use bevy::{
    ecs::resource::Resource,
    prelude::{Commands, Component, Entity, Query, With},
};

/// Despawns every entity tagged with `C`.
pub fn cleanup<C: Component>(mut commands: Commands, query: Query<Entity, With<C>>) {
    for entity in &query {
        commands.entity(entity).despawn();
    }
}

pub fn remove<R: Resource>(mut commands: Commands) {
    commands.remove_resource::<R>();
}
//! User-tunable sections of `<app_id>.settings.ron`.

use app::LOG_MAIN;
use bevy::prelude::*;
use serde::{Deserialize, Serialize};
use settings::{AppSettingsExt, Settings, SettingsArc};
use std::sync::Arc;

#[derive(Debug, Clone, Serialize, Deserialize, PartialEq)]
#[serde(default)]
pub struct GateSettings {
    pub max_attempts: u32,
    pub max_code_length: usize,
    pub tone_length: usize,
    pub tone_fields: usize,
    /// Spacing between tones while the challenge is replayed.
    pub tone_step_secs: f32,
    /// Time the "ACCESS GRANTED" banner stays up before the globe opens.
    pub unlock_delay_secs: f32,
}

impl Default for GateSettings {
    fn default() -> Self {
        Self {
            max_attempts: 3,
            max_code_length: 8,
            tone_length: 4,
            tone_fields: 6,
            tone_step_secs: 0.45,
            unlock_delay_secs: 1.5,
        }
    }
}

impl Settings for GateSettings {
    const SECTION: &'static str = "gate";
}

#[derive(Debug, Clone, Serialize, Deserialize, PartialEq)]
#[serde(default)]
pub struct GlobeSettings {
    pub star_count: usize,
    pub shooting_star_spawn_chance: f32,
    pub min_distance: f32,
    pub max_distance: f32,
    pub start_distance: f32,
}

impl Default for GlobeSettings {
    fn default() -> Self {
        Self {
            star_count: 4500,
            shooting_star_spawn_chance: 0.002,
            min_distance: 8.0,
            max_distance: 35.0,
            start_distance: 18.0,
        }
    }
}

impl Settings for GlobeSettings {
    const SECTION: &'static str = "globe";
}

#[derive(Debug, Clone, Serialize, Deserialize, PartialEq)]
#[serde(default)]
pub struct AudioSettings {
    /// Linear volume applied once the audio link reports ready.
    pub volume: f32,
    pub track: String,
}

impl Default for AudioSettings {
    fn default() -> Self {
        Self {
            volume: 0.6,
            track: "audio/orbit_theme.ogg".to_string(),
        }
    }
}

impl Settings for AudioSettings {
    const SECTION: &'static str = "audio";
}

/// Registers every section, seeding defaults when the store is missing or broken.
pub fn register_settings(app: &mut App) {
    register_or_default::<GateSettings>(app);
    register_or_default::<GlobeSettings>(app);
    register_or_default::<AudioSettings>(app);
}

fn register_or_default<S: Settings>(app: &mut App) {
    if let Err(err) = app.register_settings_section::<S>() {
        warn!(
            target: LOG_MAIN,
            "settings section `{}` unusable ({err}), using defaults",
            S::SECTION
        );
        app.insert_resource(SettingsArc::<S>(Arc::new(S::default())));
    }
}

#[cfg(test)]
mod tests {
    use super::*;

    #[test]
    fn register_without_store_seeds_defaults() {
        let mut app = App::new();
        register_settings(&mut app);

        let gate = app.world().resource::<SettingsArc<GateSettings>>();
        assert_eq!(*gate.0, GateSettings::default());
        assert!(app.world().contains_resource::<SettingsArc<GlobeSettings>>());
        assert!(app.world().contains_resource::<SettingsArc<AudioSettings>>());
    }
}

------------

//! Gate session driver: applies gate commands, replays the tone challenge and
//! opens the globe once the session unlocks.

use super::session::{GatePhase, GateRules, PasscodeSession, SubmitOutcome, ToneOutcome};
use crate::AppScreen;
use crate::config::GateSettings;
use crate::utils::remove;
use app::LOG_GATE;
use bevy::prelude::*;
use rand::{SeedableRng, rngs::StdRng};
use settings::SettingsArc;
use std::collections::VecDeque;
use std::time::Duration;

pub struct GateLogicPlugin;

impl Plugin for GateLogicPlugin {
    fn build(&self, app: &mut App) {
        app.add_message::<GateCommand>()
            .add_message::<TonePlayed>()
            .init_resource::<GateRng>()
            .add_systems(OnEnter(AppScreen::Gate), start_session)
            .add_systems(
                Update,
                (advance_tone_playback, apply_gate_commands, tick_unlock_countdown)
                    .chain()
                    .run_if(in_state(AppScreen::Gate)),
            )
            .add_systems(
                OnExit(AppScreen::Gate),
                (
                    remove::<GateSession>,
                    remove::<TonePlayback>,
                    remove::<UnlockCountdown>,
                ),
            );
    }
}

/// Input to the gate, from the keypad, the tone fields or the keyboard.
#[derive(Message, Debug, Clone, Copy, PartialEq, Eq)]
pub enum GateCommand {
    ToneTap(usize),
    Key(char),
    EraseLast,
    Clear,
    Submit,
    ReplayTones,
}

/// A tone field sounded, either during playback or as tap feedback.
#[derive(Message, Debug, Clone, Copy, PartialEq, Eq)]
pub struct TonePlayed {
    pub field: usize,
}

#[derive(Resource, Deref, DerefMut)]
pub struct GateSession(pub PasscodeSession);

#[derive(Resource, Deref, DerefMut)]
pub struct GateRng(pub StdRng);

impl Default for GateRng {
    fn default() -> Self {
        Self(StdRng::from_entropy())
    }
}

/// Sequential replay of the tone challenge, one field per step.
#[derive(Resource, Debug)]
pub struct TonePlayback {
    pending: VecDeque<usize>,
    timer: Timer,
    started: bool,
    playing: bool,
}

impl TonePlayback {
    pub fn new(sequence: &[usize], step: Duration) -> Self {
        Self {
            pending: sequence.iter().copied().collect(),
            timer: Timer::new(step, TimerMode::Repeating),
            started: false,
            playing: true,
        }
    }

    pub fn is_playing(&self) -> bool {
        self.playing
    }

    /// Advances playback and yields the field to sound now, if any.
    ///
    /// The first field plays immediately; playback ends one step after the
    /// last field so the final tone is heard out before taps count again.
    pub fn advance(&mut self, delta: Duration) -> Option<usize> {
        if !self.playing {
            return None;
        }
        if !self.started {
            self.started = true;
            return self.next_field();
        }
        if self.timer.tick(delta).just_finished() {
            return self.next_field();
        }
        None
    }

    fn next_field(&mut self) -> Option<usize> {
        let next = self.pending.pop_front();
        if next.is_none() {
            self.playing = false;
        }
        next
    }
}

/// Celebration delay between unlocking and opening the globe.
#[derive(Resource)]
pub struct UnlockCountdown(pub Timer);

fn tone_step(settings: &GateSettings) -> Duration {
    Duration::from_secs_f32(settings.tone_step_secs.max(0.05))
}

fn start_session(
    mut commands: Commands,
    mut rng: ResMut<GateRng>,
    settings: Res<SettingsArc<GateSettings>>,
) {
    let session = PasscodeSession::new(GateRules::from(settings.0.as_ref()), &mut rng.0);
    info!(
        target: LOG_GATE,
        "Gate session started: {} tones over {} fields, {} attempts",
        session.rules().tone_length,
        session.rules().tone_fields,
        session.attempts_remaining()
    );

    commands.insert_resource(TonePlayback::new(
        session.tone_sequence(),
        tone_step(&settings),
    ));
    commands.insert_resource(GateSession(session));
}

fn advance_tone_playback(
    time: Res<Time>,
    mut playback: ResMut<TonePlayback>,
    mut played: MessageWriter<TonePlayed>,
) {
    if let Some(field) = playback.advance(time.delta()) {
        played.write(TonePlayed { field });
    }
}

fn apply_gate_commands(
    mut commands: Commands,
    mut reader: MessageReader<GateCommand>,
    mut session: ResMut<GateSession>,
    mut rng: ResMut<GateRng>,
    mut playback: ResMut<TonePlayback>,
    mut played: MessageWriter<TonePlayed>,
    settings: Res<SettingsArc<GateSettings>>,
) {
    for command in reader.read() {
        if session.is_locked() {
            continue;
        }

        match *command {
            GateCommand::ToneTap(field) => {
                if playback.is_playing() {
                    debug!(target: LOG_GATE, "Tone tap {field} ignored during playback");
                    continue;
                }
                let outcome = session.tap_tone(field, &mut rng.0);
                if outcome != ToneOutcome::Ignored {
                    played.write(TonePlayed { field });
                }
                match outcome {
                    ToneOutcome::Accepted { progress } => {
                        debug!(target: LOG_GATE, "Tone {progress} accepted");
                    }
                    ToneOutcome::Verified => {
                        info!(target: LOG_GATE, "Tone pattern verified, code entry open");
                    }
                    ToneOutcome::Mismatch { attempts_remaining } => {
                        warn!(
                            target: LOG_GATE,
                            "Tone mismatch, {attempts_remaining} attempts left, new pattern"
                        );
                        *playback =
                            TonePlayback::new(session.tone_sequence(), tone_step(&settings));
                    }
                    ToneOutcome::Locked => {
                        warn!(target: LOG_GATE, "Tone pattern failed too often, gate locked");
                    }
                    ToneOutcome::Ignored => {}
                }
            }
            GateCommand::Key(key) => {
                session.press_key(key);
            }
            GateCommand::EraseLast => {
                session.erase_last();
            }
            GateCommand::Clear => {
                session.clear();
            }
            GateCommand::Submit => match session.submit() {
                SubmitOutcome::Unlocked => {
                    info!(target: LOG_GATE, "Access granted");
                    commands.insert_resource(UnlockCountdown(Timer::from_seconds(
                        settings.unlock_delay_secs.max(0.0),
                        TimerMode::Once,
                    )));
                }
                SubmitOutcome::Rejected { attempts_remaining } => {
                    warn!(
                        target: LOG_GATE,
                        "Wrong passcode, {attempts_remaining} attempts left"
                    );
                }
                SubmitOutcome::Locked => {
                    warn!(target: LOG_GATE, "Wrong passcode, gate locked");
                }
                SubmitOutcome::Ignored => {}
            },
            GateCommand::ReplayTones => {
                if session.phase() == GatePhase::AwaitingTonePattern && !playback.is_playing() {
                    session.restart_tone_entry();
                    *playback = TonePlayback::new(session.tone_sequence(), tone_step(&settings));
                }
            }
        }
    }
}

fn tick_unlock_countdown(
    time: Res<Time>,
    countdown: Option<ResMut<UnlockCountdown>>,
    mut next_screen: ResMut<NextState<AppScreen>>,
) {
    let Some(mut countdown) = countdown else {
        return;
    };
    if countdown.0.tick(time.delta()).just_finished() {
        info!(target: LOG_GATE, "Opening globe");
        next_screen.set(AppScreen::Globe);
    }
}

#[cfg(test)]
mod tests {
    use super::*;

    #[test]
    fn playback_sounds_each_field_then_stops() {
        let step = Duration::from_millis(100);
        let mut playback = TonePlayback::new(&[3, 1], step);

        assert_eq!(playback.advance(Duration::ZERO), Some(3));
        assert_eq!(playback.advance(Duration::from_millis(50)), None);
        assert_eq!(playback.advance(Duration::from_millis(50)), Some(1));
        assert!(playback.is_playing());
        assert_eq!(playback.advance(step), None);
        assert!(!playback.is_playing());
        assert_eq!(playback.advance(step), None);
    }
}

------------

What the task requires. Take every line from the data that includes the word "ReplayTones".

Completed task.
    ReplayTones,
            GateCommand::ReplayTones => {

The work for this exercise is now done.